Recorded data
○ ○ ○ ○

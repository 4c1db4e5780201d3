//! Tests for the auth module

use super::*;
use crate::http::{ClientConfig, RestClient};
use crate::request::{NameComparer, ParameterKind, ParameterValue, Request};
use crate::types::Method;
use base64::Engine;
use pretty_assertions::assert_eq;
use std::collections::HashMap;
use test_case::test_case;

fn client() -> RestClient {
    RestClient::new().unwrap()
}

fn authorization_values(request: &Request) -> Vec<String> {
    request
        .parameters()
        .iter()
        .filter(|p| p.name().eq_ignore_ascii_case(AUTHORIZATION))
        .map(|p| p.text().unwrap().into_owned())
        .collect()
}

// ============================================================================
// Basic
// ============================================================================

#[test]
fn test_basic_auth_end_to_end() {
    let auth = HttpBasicAuthenticator::new("alice", "s3cr3t");
    let mut request = Request::with_resource("users/1", Method::GET);

    auth.authenticate(&client(), &mut request);

    assert_eq!(request.parameters().len(), 1);
    let param = &request.parameters()[0];
    assert_eq!(param.name(), "Authorization");
    assert_eq!(param.kind(), ParameterKind::HttpHeader);
    assert_eq!(
        param.value(),
        &ParameterValue::Text("Basic YWxpY2U6czNjcjN0".to_string())
    );
    assert_eq!(request.resource.as_deref(), Some("users/1"));
}

#[test_case("alice", "s3cr3t" ; "plain")]
#[test_case("", "password" ; "empty username")]
#[test_case("username", "" ; "empty password")]
#[test_case("", "" ; "both empty")]
#[test_case("jürgen", "pässwörd" ; "non ascii")]
#[test_case("user:name", "pa:ss" ; "colons")]
fn test_basic_header_value_is_base64_of_utf8(username: &str, password: &str) {
    let auth = HttpBasicAuthenticator::new(username, password);
    let mut request = Request::new();
    auth.authenticate(&client(), &mut request);

    let values = authorization_values(&request);
    assert_eq!(values.len(), 1);

    let encoded = values[0].strip_prefix("Basic ").unwrap();
    let decoded = base64::engine::general_purpose::STANDARD
        .decode(encoded)
        .unwrap();
    assert_eq!(
        String::from_utf8(decoded).unwrap(),
        format!("{username}:{password}")
    );
    assert_eq!(auth.header_value(), values[0]);
}

#[test]
fn test_basic_non_ascii_is_utf8_encoded() {
    let auth = HttpBasicAuthenticator::new("pässword", "ü");
    assert_eq!(auth.header_value(), "Basic cMOkc3N3b3JkOsO8");
}

#[test]
fn test_basic_is_idempotent() {
    let auth = HttpBasicAuthenticator::new("alice", "s3cr3t");
    let client = client();
    let mut request = Request::new();

    auth.authenticate(&client, &mut request);
    auth.authenticate(&client, &mut request);
    auth.authenticate(&client, &mut request);

    assert_eq!(request.parameters().len(), 1);
    assert_eq!(authorization_values(&request), vec!["Basic YWxpY2U6czNjcjN0"]);
}

#[test]
fn test_basic_never_overwrites_other_credentials() {
    let client = client();
    let mut request = Request::new();

    HttpBasicAuthenticator::new("alice", "s3cr3t").authenticate(&client, &mut request);
    HttpBasicAuthenticator::new("mallory", "other").authenticate(&client, &mut request);

    assert_eq!(authorization_values(&request), vec!["Basic YWxpY2U6czNjcjN0"]);
}

#[test_case("authorization" ; "lowercase")]
#[test_case("AUTHORIZATION" ; "uppercase")]
#[test_case("AuThOrIzAtIoN" ; "mixed")]
fn test_basic_existing_header_any_case_is_kept(name: &str) {
    let mut request = Request::new();
    request.add_header(name, "Token  preexisting ");

    HttpBasicAuthenticator::new("alice", "s3cr3t").authenticate(&client(), &mut request);

    assert_eq!(request.parameters().len(), 1);
    assert_eq!(request.parameters()[0].name(), name);
    assert_eq!(
        request.parameters()[0].text().unwrap(),
        "Token  preexisting "
    );
}

#[test]
fn test_basic_skips_when_authorization_exists_with_other_kind() {
    let mut request = Request::new();
    request.add_query_parameter("Authorization", "x");

    HttpBasicAuthenticator::new("alice", "s3cr3t").authenticate(&client(), &mut request);

    assert_eq!(request.parameters().len(), 1);
    assert_eq!(request.parameters()[0].kind(), ParameterKind::Query);
}

#[test]
fn test_basic_debug_hides_credentials() {
    let auth = HttpBasicAuthenticator::new("alice", "s3cr3t");
    let debug = format!("{auth:?}");
    assert!(!debug.contains("YWxpY2U6czNjcjN0"));
}

// ============================================================================
// ensure_header
// ============================================================================

#[test]
fn test_ensure_header_only_computes_value_when_missing() {
    let mut request = Request::new();
    request.add_header("x-api-key", "existing");

    let mut calls = 0;
    let added = ensure_header(&mut request, "X-Api-Key", || {
        calls += 1;
        "new".to_string()
    });

    assert!(!added);
    assert_eq!(calls, 0);

    let added = ensure_header(&mut request, "X-Other", || {
        calls += 1;
        "value".to_string()
    });
    assert!(added);
    assert_eq!(calls, 1);
    assert_eq!(request.parameters().len(), 2);
}

#[test]
fn test_ensure_parameter_uses_client_comparer() {
    let strict = client();
    let relaxed = RestClient::with_config(
        ClientConfig::builder()
            .parameter_name_comparer(NameComparer::OrdinalIgnoreCase)
            .build(),
    )
    .unwrap();

    let mut request = Request::new();
    request.add_query_parameter("API_KEY", "a");

    assert!(!ensure_parameter(
        &relaxed,
        &mut request,
        "api_key",
        ParameterKind::Query,
        || "b".to_string()
    ));
    assert!(ensure_parameter(
        &strict,
        &mut request,
        "api_key",
        ParameterKind::Query,
        || "b".to_string()
    ));
    assert_eq!(request.parameters().len(), 2);
}

// ============================================================================
// Bearer / API key / headers
// ============================================================================

#[test]
fn test_bearer_auth() {
    let auth = BearerAuthenticator::new("my-bearer-token");
    let client = client();
    let mut request = Request::new();

    auth.authenticate(&client, &mut request);
    auth.authenticate(&client, &mut request);

    assert_eq!(authorization_values(&request), vec!["Bearer my-bearer-token"]);
}

#[test]
fn test_api_key_header_with_prefix() {
    let auth = ApiKeyAuthenticator::new(Location::Header, None, Some("Token "), "my-token");
    assert_eq!(auth.name(), "Authorization");

    let mut request = Request::new();
    auth.authenticate(&client(), &mut request);
    auth.authenticate(&client(), &mut request);

    assert_eq!(authorization_values(&request), vec!["Token my-token"]);
}

#[test]
fn test_api_key_query() {
    let auth = ApiKeyAuthenticator::new(Location::Query, Some("apikey"), None, "secret123");
    let client = client();
    let mut request = Request::new();

    auth.authenticate(&client, &mut request);
    auth.authenticate(&client, &mut request);

    let params: Vec<_> = request.parameters_of_kind(ParameterKind::Query).collect();
    assert_eq!(params.len(), 1);
    assert_eq!(params[0].name(), "apikey");
    assert_eq!(params[0].text().unwrap(), "secret123");
}

#[test]
fn test_api_key_query_default_name() {
    let auth = ApiKeyAuthenticator::new(Location::Query, None, None, "k");
    assert_eq!(auth.name(), "api_key");
    assert_eq!(auth.location(), Location::Query);
}

#[test]
fn test_custom_headers() {
    let auth = HeadersAuthenticator::new([("X-Custom-1", "value1"), ("X-Custom-2", "value2")]);
    let client = client();
    let mut request = Request::new();
    request.add_header("x-custom-2", "kept");

    auth.authenticate(&client, &mut request);
    auth.authenticate(&client, &mut request);

    let headers: Vec<(String, String)> = request
        .parameters()
        .iter()
        .map(|p| (p.name().to_string(), p.text().unwrap().into_owned()))
        .collect();
    assert_eq!(
        headers,
        vec![
            ("x-custom-2".to_string(), "kept".to_string()),
            ("X-Custom-1".to_string(), "value1".to_string()),
        ]
    );
}

// ============================================================================
// AuthConfig
// ============================================================================

#[test]
fn test_auth_config_builds_matching_authenticator() {
    let client = client();

    let cases = vec![
        (
            AuthConfig::Basic {
                username: "alice".to_string(),
                password: "s3cr3t".to_string(),
            },
            "Basic YWxpY2U6czNjcjN0",
        ),
        (
            AuthConfig::Bearer {
                token: "t0k".to_string(),
            },
            "Bearer t0k",
        ),
        (
            AuthConfig::ApiKey {
                location: Location::Header,
                name: None,
                prefix: Some("Key ".to_string()),
                value: "abc".to_string(),
            },
            "Key abc",
        ),
    ];

    for (config, expected) in cases {
        let auth = config.build().unwrap();
        let mut request = Request::new();
        auth.authenticate(&client, &mut request);
        auth.authenticate(&client, &mut request);
        assert_eq!(authorization_values(&request), vec![expected]);
    }
}

#[test]
fn test_auth_config_custom_headers_sorted() {
    let mut headers = HashMap::new();
    headers.insert("X-B".to_string(), "2".to_string());
    headers.insert("X-A".to_string(), "1".to_string());

    let auth = AuthConfig::CustomHeaders { headers }.build().unwrap();
    let mut request = Request::new();
    auth.authenticate(&client(), &mut request);

    let names: Vec<&str> = request.parameters().iter().map(|p| p.name()).collect();
    assert_eq!(names, vec!["X-A", "X-B"]);
}

#[test]
fn test_boxed_authenticator_delegates() {
    let boxed: Box<dyn Authenticator> = Box::new(BearerAuthenticator::new("x"));
    let shared = std::sync::Arc::new(boxed);
    let mut request = Request::new();
    shared.authenticate(&client(), &mut request);
    assert_eq!(authorization_values(&request), vec!["Bearer x"]);
}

○ ○ ○ ○

Problem to solve:
All lines above containing the string "username" are to be collected.

Finished task:
#[test_case("", "password" ; "empty username")]
#[test_case("username", "" ; "empty password")]
fn test_basic_header_value_is_base64_of_utf8(username: &str, password: &str) {
    let auth = HttpBasicAuthenticator::new(username, password);
        format!("{username}:{password}")
                username: "alice".to_string(),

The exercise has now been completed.